The Hopi microcosm seems to have analyzed reality largely in terms of events (or better 'eventing') referred to in two ways, objective and subjective. Objectively, and only if perceptible physical experience, events are expressed mainly as outlines, colors, movements, arid other perceptive reports. Subjectively, for both the physical and non-physical, events are considered the expression of invisible intensity-factors, on which depend their stability and persistence, or their fugitiveness and proclivities. It implies that existents do not 'become later and later' all in the same way; but some do so by growing, like plants, some by diffusing and vanishing, some by a procession of metamorphoses, some by enduring in one shape till affected by violent forces. In the nature of each existent able to manifest as a definite whole is the power of its own mode of duration; its growth, decline, stability, cyclicity, or creativeness. Everything is thus already 'prepared' for the way it now manifests by earlier phases, and what it will be later, partly has been, and partly is in act of being so 'prepared.' An emphasis and importance rests on this preparing or being prepared aspect of the world that may to the Hopi correspond to that 'quality of reality' that 'matter or 'stuff has for us.

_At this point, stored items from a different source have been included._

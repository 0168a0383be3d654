use crate::error::{RecommenderError, Result};
use crate::models::Hyperparameters;

pub const MIN_TOP_N: usize = 1;
pub const MAX_TOP_N: usize = 3;

pub fn validate_top_n(top_n: usize) -> Result<()> {
    if !(MIN_TOP_N..=MAX_TOP_N).contains(&top_n) {
        return Err(RecommenderError::invalid_input(format!(
            "number of recommendations must be within [{}, {}], got {}",
            MIN_TOP_N, MAX_TOP_N, top_n
        )));
    }
    Ok(())
}

pub fn validate_hyperparameters(params: &Hyperparameters) -> Result<()> {
    if params.factors == 0 {
        return Err(RecommenderError::invalid_input("number of factors must be positive"));
    }

    if params.epochs == 0 {
        return Err(RecommenderError::invalid_input("number of epochs must be positive"));
    }

    if !params.learning_rate.is_finite() || params.learning_rate <= 0.0 {
        return Err(RecommenderError::invalid_input(format!(
            "learning rate must be a positive finite number, got {}",
            params.learning_rate
        )));
    }

    if !params.regularization.is_finite() || params.regularization < 0.0 {
        return Err(RecommenderError::invalid_input(format!(
            "regularization must be a non-negative finite number, got {}",
            params.regularization
        )));
    }

    Ok(())
}

/// Scopes and codes end up in file names and CSV cells.
pub fn validate_identifier(kind: &str, value: &str) -> Result<()> {
    if value.is_empty() {
        return Err(RecommenderError::invalid_input(format!("{} cannot be empty", kind)));
    }

    if value.len() > 100 {
        return Err(RecommenderError::invalid_input(format!(
            "{} too long (max 100 characters)",
            kind
        )));
    }

    if !value
        .chars()
        .all(|c| c.is_alphanumeric() || "-_.".contains(c))
    {
        return Err(RecommenderError::invalid_input(format!(
            "{} may only contain letters, digits, '-', '_' and '.': {:?}",
            kind, value
        )));
    }

    Ok(())
}
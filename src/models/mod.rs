use crate::error::{RecommenderError, Result};
use chrono::{DateTime, NaiveDate, Utc};
use serde::{Deserialize, Serialize};
use std::fmt;
use std::str::FromStr;
use uuid::Uuid;

pub const MIN_RATING: u8 = 1;
pub const MAX_RATING: u8 = 10;

/// An explicit rating in `[1, 10]`.
#[derive(Debug, Clone, Copy, PartialEq, Eq, PartialOrd, Ord, Hash, Serialize, Deserialize)]
#[serde(try_from = "u8", into = "u8")]
pub struct Rating(u8);

impl Rating {
    pub fn new(value: u8) -> Result<Self> {
        if (MIN_RATING..=MAX_RATING).contains(&value) {
            Ok(Self(value))
        } else {
            Err(RecommenderError::invalid_input(format!(
                "rating must be an integer in [{}, {}], got {}",
                MIN_RATING, MAX_RATING, value
            )))
        }
    }

    pub fn value(self) -> u8 {
        self.0
    }

    pub fn as_f64(self) -> f64 {
        self.0 as f64
    }
}

impl TryFrom<u8> for Rating {
    type Error = RecommenderError;

    fn try_from(value: u8) -> Result<Self> {
        Self::new(value)
    }
}

impl From<Rating> for u8 {
    fn from(rating: Rating) -> Self {
        rating.0
    }
}

impl fmt::Display for Rating {
    fn fmt(&self, f: &mut fmt::Formatter<'_>) -> fmt::Result {
        write!(f, "{}", self.0)
    }
}

/// A member's engagement with an item, optionally rated.
#[derive(Debug, Clone, PartialEq, Serialize, Deserialize)]
pub struct Observation {
    pub member_id: String,
    pub item_id: String,
    pub rating: Option<Rating>,
}

impl Observation {
    pub fn new(member_id: impl Into<String>, item_id: impl Into<String>) -> Self {
        Self {
            member_id: member_id.into(),
            item_id: item_id.into(),
            rating: None,
        }
    }

    pub fn rated(member_id: impl Into<String>, item_id: impl Into<String>, rating: Rating) -> Self {
        Self {
            rating: Some(rating),
            ..Self::new(member_id, item_id)
        }
    }
}

#[derive(Debug, Clone, PartialEq, Serialize, Deserialize)]
pub struct KnownRating {
    pub member_id: String,
    pub item_id: String,
    pub rating: Rating,
}

/// Catalog identity attached to a recommendation.
#[derive(Debug, Clone, PartialEq, Eq, Serialize, Deserialize)]
pub struct CatalogItem {
    pub code: String,
    pub name: String,
}

impl CatalogItem {
    pub fn new(code: impl Into<String>, name: impl Into<String>) -> Self {
        Self {
            code: code.into(),
            name: name.into(),
        }
    }
}

#[derive(Debug, Clone, Copy, PartialEq, Eq, Hash, Serialize, Deserialize)]
pub enum Verdict {
    #[serde(rename = "helpful")]
    Helpful,
    #[serde(rename = "not helpful")]
    NotHelpful,
}

impl Verdict {
    pub fn as_str(&self) -> &'static str {
        match self {
            Verdict::Helpful => "helpful",
            Verdict::NotHelpful => "not helpful",
        }
    }
}

impl fmt::Display for Verdict {
    fn fmt(&self, f: &mut fmt::Formatter<'_>) -> fmt::Result {
        f.write_str(self.as_str())
    }
}

impl FromStr for Verdict {
    type Err = RecommenderError;

    fn from_str(s: &str) -> Result<Self> {
        match s.trim().to_ascii_lowercase().replace('_', " ").as_str() {
            "helpful" => Ok(Verdict::Helpful),
            "not helpful" => Ok(Verdict::NotHelpful),
            other => Err(RecommenderError::invalid_input(format!(
                "unrecognized feedback verdict: {:?}",
                other
            ))),
        }
    }
}

#[derive(Debug, Clone, PartialEq, Serialize, Deserialize)]
pub struct Feedback {
    pub verdict: Verdict,
    pub created_at: DateTime<Utc>,
}

#[derive(Debug, Clone, Serialize, Deserialize)]
pub struct Recommendation {
    pub id: Uuid,
    pub scope: String,
    pub member_id: String,
    pub item: CatalogItem,
    pub predicted_score: f64,
    pub confidence: f64,
    pub generated_on: NaiveDate,
    pub feedback: Option<Feedback>,
}

impl fmt::Display for Recommendation {
    fn fmt(&self, f: &mut fmt::Formatter<'_>) -> fmt::Result {
        let rating = self
            .feedback
            .as_ref()
            .map(|feedback| feedback.verdict.to_string())
            .unwrap_or_else(|| "None".to_string());
        write!(
            f,
            "{}, P={:.2}, Rating={}, Date={}",
            self.item.code, self.confidence, rating, self.generated_on
        )
    }
}

/// SGD hyperparameters for one training run.
#[derive(Debug, Clone, Serialize, Deserialize)]
#[serde(default)]
pub struct Hyperparameters {
    pub factors: usize,
    pub regularization: f64,
    pub learning_rate: f64,
    pub epochs: usize,
    pub seed: Option<u64>,
}

impl Default for Hyperparameters {
    fn default() -> Self {
        Self {
            factors: 20,
            regularization: 0.1,
            learning_rate: 0.015,
            epochs: 40,
            seed: None,
        }
    }
}

#[derive(Debug, Clone, Serialize, Deserialize)]
pub struct TrainingReport {
    pub scope: String,
    pub error_trace: Vec<f64>,
    pub num_ratings: usize,
    pub num_members: usize,
    pub num_items: usize,
    pub trained_at: DateTime<Utc>,
}

impl TrainingReport {
    pub fn final_error(&self) -> Option<f64> {
        self.error_trace.last().copied()
    }
}

#[cfg(test)]
mod tests {
    use super::*;

    #[test]
    fn test_rating_bounds() {
        assert!(Rating::new(1).is_ok());
        assert!(Rating::new(10).is_ok());
        assert!(matches!(Rating::new(0), Err(RecommenderError::InvalidInput(_))));
        assert!(matches!(Rating::new(11), Err(RecommenderError::InvalidInput(_))));
    }

    #[test]
    fn test_rating_deserialize_rejects_out_of_range() {
        assert!(serde_json::from_str::<Rating>("7").is_ok());
        assert!(serde_json::from_str::<Rating>("42").is_err());
    }

    #[test]
    fn test_verdict_parsing() {
        assert_eq!("helpful".parse::<Verdict>().unwrap(), Verdict::Helpful);
        assert_eq!("NOT_HELPFUL".parse::<Verdict>().unwrap(), Verdict::NotHelpful);
        assert_eq!("not helpful".parse::<Verdict>().unwrap(), Verdict::NotHelpful);
        assert!("meh".parse::<Verdict>().is_err());
    }

    #[test]
    fn test_recommendation_display() {
        let recommendation = Recommendation {
            id: Uuid::new_v4(),
            scope: "lse".to_string(),
            member_id: "nr1".to_string(),
            item: CatalogItem::new("ST104b", "Statistics 2"),
            predicted_score: 6.0,
            confidence: 0.3,
            generated_on: NaiveDate::from_ymd_opt(2020, 2, 13).unwrap(),
            feedback: None,
        };
        assert_eq!(recommendation.to_string(), "ST104b, P=0.30, Rating=None, Date=2020-02-13");
    }
}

Habitual Behavior Features of Hopi Culture

Our behavior, and that of Hopi, can be seen to be coordinated in many ways to the linguistically-conditioned microcosm. As in my fire case-book, people act about situations in ways which are like the ways they talk about them. A characteristic of Hopi behavior is the emphasis on preparation. This includes announcing and getting ready for events well beforehand, elaborate precautions to insure persistence of desired conditions, and stress on good will as the preparer of right results. Consider the analogies of the day-counting pattern alone. Time is mainly reckoned 'by day' (taLk, -tala) or 'by night' (tok), which words are not nouns but tensors, the first formed on a root 'light, day,' the second on a root 'sleep.' The count is by ordinals. This is not the pattern of counting a number of different men or things, even though they appear successively, for even then they could gather into an assemblage. It is the pattern of counting successive reappearances of the same man or thing, incapable of forming an assemblage. The analogy is not to behave about day-cyclicity as to several men ('several days'), which is what we tend to do, but to behave as to the successive visits of the same man. One does not alter several men by working upon just one, but one can prepare and so alter the later visits of the same man by working to affect the visit he is making now. This is the way the Hopi deal with the future--by working within a present situation which is expected to carry impresses, both obvious and occult, forward into the future event of interest. One might say that Hopi society understands our proverb 'Well begun is half done,' but not our 'Tomorrow is another day.' This may explain much in Hopi character.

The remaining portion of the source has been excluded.